No substantive post today, weighed down by turkey (my share of 46 million turkeys, and 700 million pounds consumed this week!), and distracted by parades and football. Happy Thanksgiving to all our loyal readers.
Of course, the modern Thanksgiving holiday is commonly traced to the 1621 celebration at Plymouth, Massachusetts, as the Pilgrims celebrated a good harvest with the Wamponoag tribe after a tough year.
President George Washington proclaimed the first national thanksgiving celebration in America setting November 26, 1789, as a day of “public thanksgiving and prayer to be observed by acknowledging with grateful hearts the many and signal favours of the Almighty.”

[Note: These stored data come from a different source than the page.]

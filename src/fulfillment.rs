//! Fulfillment engine: the rules that move stock between requests, the
//! transaction log and the inventory ledger.
//!
//! A request is fulfilled all-or-nothing. Every line is checked against the
//! ledger before any debit is emitted, so a multi-item request never ends up
//! half served. Direct admin adjustments take the other path and simply clamp
//! outbound movements at zero.
use super::error::{LedgerError, Shortage};
use super::ledger::InventoryLedger;
use super::request::{MaterialRequest, RequestQueue};
use super::transaction::{StockTransaction, TransactionLog};
use super::types::{MovementType, RequestStatus, TimeStamp};
use super::utils::request_debit_id;
use chrono::Utc;
use tracing::{info, warn};

/// Result of a status change that was accepted.
#[derive(Debug, Clone, PartialEq)]
pub enum StatusChange {
    /// Request moved to `Atendido`; carries the debits that were emitted.
    Fulfilled {
        request: MaterialRequest,
        transactions: Vec<StockTransaction>,
    },
    /// Request moved to `Não Atendido`. No stock moved.
    Denied { request: MaterialRequest },
    /// Request was already in the target terminal state.
    Unchanged { status: RequestStatus },
}

impl StatusChange {
    pub fn transactions(&self) -> &[StockTransaction] {
        match self {
            StatusChange::Fulfilled { transactions, .. } => transactions,
            _ => &[],
        }
    }
    pub fn request(&self) -> Option<&MaterialRequest> {
        match self {
            StatusChange::Fulfilled { request, .. } | StatusChange::Denied { request } => {
                Some(request)
            }
            StatusChange::Unchanged { .. } => None,
        }
    }
}

/// The whole mutable state the engine works on.
#[derive(Debug, Default, Clone)]
pub struct StockState {
    pub ledger: InventoryLedger,
    pub log: TransactionLog,
    pub queue: RequestQueue,
}

impl StockState {
    pub fn new(ledger: InventoryLedger, log: TransactionLog, queue: RequestQueue) -> Self {
        Self { ledger, log, queue }
    }

    /// Validate and enqueue a submission as `Pendente`.
    pub fn submit(&mut self, request: MaterialRequest) -> Result<&MaterialRequest, LedgerError> {
        request.validate()?;
        if self.queue.find_by_id(&request.id).is_some() {
            return Err(LedgerError::InvalidRequest(format!(
                "request {} already submitted",
                request.id
            )));
        }
        let id = request.id.clone();
        self.queue.submit(request);
        self.queue
            .find_by_id(&id)
            .ok_or(LedgerError::NotFound(id))
    }

    /// Lines of a request the current stock cannot cover. Lines already
    /// debited by an earlier attempt are not counted.
    pub fn shortages(&self, request_id: &str) -> Result<Vec<Shortage>, LedgerError> {
        let request = self
            .queue
            .find_by_id(request_id)
            .ok_or_else(|| LedgerError::NotFound(request_id.to_string()))?;
        Ok(self.collect_shortages(request))
    }

    fn collect_shortages(&self, request: &MaterialRequest) -> Vec<Shortage> {
        request
            .items
            .iter()
            .filter(|line| {
                !self
                    .log
                    .contains(&request_debit_id(&request.id, &line.material_id))
            })
            .filter_map(|line| {
                let available = self.ledger.quantity(&line.material_id).unwrap_or(0);
                (available < line.quantity).then(|| Shortage {
                    material_id: line.material_id.clone(),
                    requested: line.quantity,
                    available,
                })
            })
            .collect()
    }

    /// Apply a status transition to a request.
    ///
    /// Only `Pendente` requests move. Asking for the state a terminal request
    /// already has is a no-op, which is what keeps a second approval from
    /// debiting stock twice.
    pub fn set_status(
        &mut self,
        request_id: &str,
        new_status: RequestStatus,
    ) -> Result<StatusChange, LedgerError> {
        let current = self
            .queue
            .find_by_id(request_id)
            .ok_or_else(|| LedgerError::NotFound(request_id.to_string()))?
            .status;

        match (current, new_status) {
            (from, to) if from == to && from.is_terminal() => {
                Ok(StatusChange::Unchanged { status: from })
            }
            (RequestStatus::Pendente, RequestStatus::Atendido) => self.fulfil(request_id),
            (RequestStatus::Pendente, RequestStatus::NaoAtendido) => self.deny(request_id),
            (from, to) => Err(LedgerError::InvalidTransition { from, to }),
        }
    }

    fn fulfil(&mut self, request_id: &str) -> Result<StatusChange, LedgerError> {
        let request = self
            .queue
            .find_by_id(request_id)
            .cloned()
            .ok_or_else(|| LedgerError::NotFound(request_id.to_string()))?;

        let shortages = self.collect_shortages(&request);
        if !shortages.is_empty() {
            warn!(
                request_id,
                vtr = %request.vtr,
                short_lines = shortages.len(),
                "fulfilment rejected, insufficient stock"
            );
            return Err(LedgerError::InsufficientStock {
                request_id: request_id.to_string(),
                shortages,
            });
        }

        let now = TimeStamp::new();
        let reason = format!("Atendimento VTR {}", request.vtr);
        let mut transactions = Vec::with_capacity(request.items.len());

        for line in &request.items {
            let tx_id = request_debit_id(&request.id, &line.material_id);
            if self.log.contains(&tx_id) {
                continue;
            }
            let tx = StockTransaction::new(
                tx_id,
                line.material_id.clone(),
                MovementType::Saida,
                line.quantity,
                reason.clone(),
                now.clone(),
            )?;
            self.ledger.apply(&tx)?;
            self.log.append(tx.clone());
            transactions.push(tx);
        }

        let request = self.mark(request_id, RequestStatus::Atendido)?;
        info!(request_id, debits = transactions.len(), "request fulfilled");

        Ok(StatusChange::Fulfilled {
            request,
            transactions,
        })
    }

    fn deny(&mut self, request_id: &str) -> Result<StatusChange, LedgerError> {
        let request = self.mark(request_id, RequestStatus::NaoAtendido)?;
        info!(request_id, "request denied");
        Ok(StatusChange::Denied { request })
    }

    fn mark(
        &mut self,
        request_id: &str,
        status: RequestStatus,
    ) -> Result<MaterialRequest, LedgerError> {
        let request = self
            .queue
            .find_mut(request_id)
            .ok_or_else(|| LedgerError::NotFound(request_id.to_string()))?;
        request.status = status;
        Ok(request.clone())
    }

    /// Direct admin movement. Outbound quantities larger than the balance
    /// clamp it to zero instead of failing.
    pub fn adjust_stock(
        &mut self,
        tx_id: String,
        material_id: &str,
        movement: MovementType,
        quantity: u64,
        reason: &str,
    ) -> Result<(StockTransaction, u64), LedgerError> {
        if self.ledger.item(material_id).is_none() {
            return Err(LedgerError::MaterialNotFound(material_id.to_string()));
        }
        let tx = StockTransaction::new(
            tx_id,
            material_id.to_string(),
            movement,
            quantity,
            reason.to_string(),
            TimeStamp::<Utc>::new(),
        )?;
        let balance = self.ledger.apply(&tx)?;
        self.log.append(tx.clone());
        info!(material_id, %movement, quantity, balance, "stock adjusted");
        Ok((tx, balance))
    }

    /// Ledger rebuilt from a zero baseline by replaying the whole log.
    pub fn replayed_ledger(&self) -> Result<InventoryLedger, LedgerError> {
        InventoryLedger::replay(
            self.ledger.get().iter().map(|item| item.material.clone()),
            self.log.oldest_first(),
        )
    }
}

#[cfg(test)]
mod tests {
    use super::*;
    use crate::catalog::Material;
    use crate::request::RequestLine;

    fn state(stock: &[(&str, u64)]) -> StockState {
        let mut state = StockState::new(
            InventoryLedger::seeded(
                stock
                    .iter()
                    .map(|(id, _)| Material::new(*id, "000", format!("Material {id}"))),
            ),
            TransactionLog::new(),
            RequestQueue::new(),
        );
        for (id, qty) in stock {
            if *qty > 0 {
                state
                    .adjust_stock(format!("seed-{id}"), id, MovementType::Entrada, *qty, "seed")
                    .unwrap();
            }
        }
        state
    }

    fn request(id: &str, lines: &[(&str, u64)]) -> MaterialRequest {
        MaterialRequest::new(
            id,
            "12",
            "Ana",
            lines
                .iter()
                .map(|(m, q)| RequestLine::new(*m, format!("Material {m}"), *q))
                .collect(),
        )
    }

    #[test]
    fn fulfil_debits_every_line() {
        let mut state = state(&[("A", 5), ("B", 3)]);
        state.submit(request("r1", &[("A", 5), ("B", 3)])).unwrap();

        let change = state.set_status("r1", RequestStatus::Atendido).unwrap();
        assert_eq!(change.transactions().len(), 2);
        assert_eq!(state.ledger.quantity("A"), Some(0));
        assert_eq!(state.ledger.quantity("B"), Some(0));
        assert_eq!(
            state.queue.find_by_id("r1").unwrap().status,
            RequestStatus::Atendido
        );
        let tx = &change.transactions()[0];
        assert_eq!(tx.id, "req-out-r1-A");
        assert_eq!(tx.reason, "Atendimento VTR 12");
        assert_eq!(tx.movement, MovementType::Saida);
    }

    #[test]
    fn shortage_on_any_line_rejects_whole_request() {
        let mut state = state(&[("A", 5), ("B", 2)]);
        state.submit(request("r1", &[("A", 5), ("B", 3)])).unwrap();
        let log_before = state.log.len();

        let err = state.set_status("r1", RequestStatus::Atendido).unwrap_err();
        match err {
            LedgerError::InsufficientStock { shortages, .. } => {
                assert_eq!(
                    shortages,
                    vec![Shortage {
                        material_id: "B".into(),
                        requested: 3,
                        available: 2
                    }]
                );
            }
            other => panic!("unexpected error {other:?}"),
        }
        assert_eq!(state.ledger.quantity("A"), Some(5));
        assert_eq!(state.log.len(), log_before);
        assert_eq!(
            state.queue.find_by_id("r1").unwrap().status,
            RequestStatus::Pendente
        );
    }

    #[test]
    fn second_approval_is_a_noop() {
        let mut state = state(&[("A", 10)]);
        state.submit(request("r1", &[("A", 4)])).unwrap();

        state.set_status("r1", RequestStatus::Atendido).unwrap();
        let again = state.set_status("r1", RequestStatus::Atendido).unwrap();

        assert_eq!(
            again,
            StatusChange::Unchanged {
                status: RequestStatus::Atendido
            }
        );
        assert_eq!(state.ledger.quantity("A"), Some(6));
    }

    #[test]
    fn deny_leaves_stock_alone() {
        let mut state = state(&[("A", 1)]);
        state.submit(request("r1", &[("A", 40)])).unwrap();
        let change = state.set_status("r1", RequestStatus::NaoAtendido).unwrap();
        assert!(change.transactions().is_empty());
        assert_eq!(state.ledger.quantity("A"), Some(1));
    }

    #[test]
    fn terminal_requests_do_not_reopen() {
        let mut state = state(&[("A", 10)]);
        state.submit(request("r1", &[("A", 1)])).unwrap();
        state.set_status("r1", RequestStatus::NaoAtendido).unwrap();

        assert!(matches!(
            state.set_status("r1", RequestStatus::Atendido),
            Err(LedgerError::InvalidTransition { .. })
        ));
        assert!(matches!(
            state.set_status("r1", RequestStatus::Pendente),
            Err(LedgerError::InvalidTransition { .. })
        ));
        assert_eq!(state.ledger.quantity("A"), Some(10));
    }

    #[test]
    fn unknown_request_is_not_found() {
        let mut state = state(&[("A", 10)]);
        assert!(matches!(
            state.set_status("nope", RequestStatus::Atendido),
            Err(LedgerError::NotFound(id)) if id == "nope"
        ));
    }

    #[test]
    fn unknown_material_counts_as_shortage() {
        let mut state = state(&[("A", 10)]);
        state.submit(request("r1", &[("ghost", 1)])).unwrap();
        let shortages = state.shortages("r1").unwrap();
        assert_eq!(shortages[0].available, 0);
        assert!(state.set_status("r1", RequestStatus::Atendido).is_err());
    }

    #[test]
    fn retry_skips_lines_already_debited() {
        let mut state = state(&[("A", 10), ("B", 10)]);
        state.submit(request("r1", &[("A", 4), ("B", 4)])).unwrap();

        // a previous attempt got as far as debiting A before stopping
        let partial = StockTransaction::new(
            request_debit_id("r1", "A"),
            "A".into(),
            MovementType::Saida,
            4,
            "Atendimento VTR 12".into(),
            TimeStamp::new(),
        )
        .unwrap();
        state.ledger.apply(&partial).unwrap();
        state.log.append(partial);

        let change = state.set_status("r1", RequestStatus::Atendido).unwrap();
        assert_eq!(change.transactions().len(), 1);
        assert_eq!(state.ledger.quantity("A"), Some(6));
        assert_eq!(state.ledger.quantity("B"), Some(6));
    }

    #[test]
    fn admin_adjustment_clamps_and_checks_material() {
        let mut state = state(&[("A", 10)]);
        let (_, balance) = state
            .adjust_stock("t1".into(), "A", MovementType::Entrada, 20, "Entrada de Estoque")
            .unwrap();
        assert_eq!(balance, 30);
        let (_, balance) = state
            .adjust_stock("t2".into(), "A", MovementType::Saida, 50, "Baixa")
            .unwrap();
        assert_eq!(balance, 0);

        assert!(matches!(
            state.adjust_stock("t3".into(), "Z", MovementType::Entrada, 1, "x"),
            Err(LedgerError::MaterialNotFound(_))
        ));
        assert!(matches!(
            state.adjust_stock("t4".into(), "A", MovementType::Entrada, 0, "x"),
            Err(LedgerError::InvalidQuantity)
        ));
        assert_eq!(state.replayed_ledger().unwrap(), state.ledger);
    }

    #[test]
    fn duplicate_submission_is_rejected() {
        let mut state = state(&[("A", 10)]);
        state.submit(request("r1", &[("A", 1)])).unwrap();
        assert!(state.submit(request("r1", &[("A", 1)])).is_err());
        assert!(state.submit(request("r2", &[("A", 1), ("A", 2)])).is_err());
    }
}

Thanksgiving was first celebrated on the same date in all states in 1863 through a presidential proclamation by Abraham Lincoln. Because of the war, his concept of Thanksgiving did not fully take effect until the Reconstruction in the 1870’s. But he wrote it was fit and proper that the gifts and blessings received during the year “should be solemnly, reverently and gratefully acknowledged as with one heart and one voice by the whole American People. I do therefore invite my fellow citizens in every part of the United States, and also those who are at sea and those who are sojourning in foreign lands, to set apart and observe the last Thursday of November next, as a day of Thanksgiving and Praise.” And so we do.